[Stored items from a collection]
*-*-*
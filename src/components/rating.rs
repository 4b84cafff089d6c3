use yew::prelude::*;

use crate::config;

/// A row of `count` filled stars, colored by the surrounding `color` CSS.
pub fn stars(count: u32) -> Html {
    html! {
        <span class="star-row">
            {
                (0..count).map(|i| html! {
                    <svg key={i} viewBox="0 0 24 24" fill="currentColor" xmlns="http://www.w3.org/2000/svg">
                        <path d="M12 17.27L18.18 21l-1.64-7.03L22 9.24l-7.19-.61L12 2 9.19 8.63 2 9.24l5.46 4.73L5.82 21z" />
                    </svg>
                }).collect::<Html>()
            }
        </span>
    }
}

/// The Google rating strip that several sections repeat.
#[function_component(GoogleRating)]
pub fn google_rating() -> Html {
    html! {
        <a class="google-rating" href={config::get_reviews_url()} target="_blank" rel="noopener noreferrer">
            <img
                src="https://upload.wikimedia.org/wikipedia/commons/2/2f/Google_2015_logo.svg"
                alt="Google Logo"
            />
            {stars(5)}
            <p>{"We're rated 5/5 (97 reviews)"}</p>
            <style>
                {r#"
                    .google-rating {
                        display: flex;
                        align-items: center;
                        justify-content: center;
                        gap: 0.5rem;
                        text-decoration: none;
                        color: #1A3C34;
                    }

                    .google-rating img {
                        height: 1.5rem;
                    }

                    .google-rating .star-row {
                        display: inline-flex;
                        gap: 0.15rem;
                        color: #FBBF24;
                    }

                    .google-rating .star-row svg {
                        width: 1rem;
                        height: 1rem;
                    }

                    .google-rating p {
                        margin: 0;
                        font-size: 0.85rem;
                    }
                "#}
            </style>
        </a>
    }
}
*-*-*
WHAT THE TASK REQUIRES>
Ascertain the number of lines in the entries that include the word "config", and report only that number.

ANSWER BOX>
2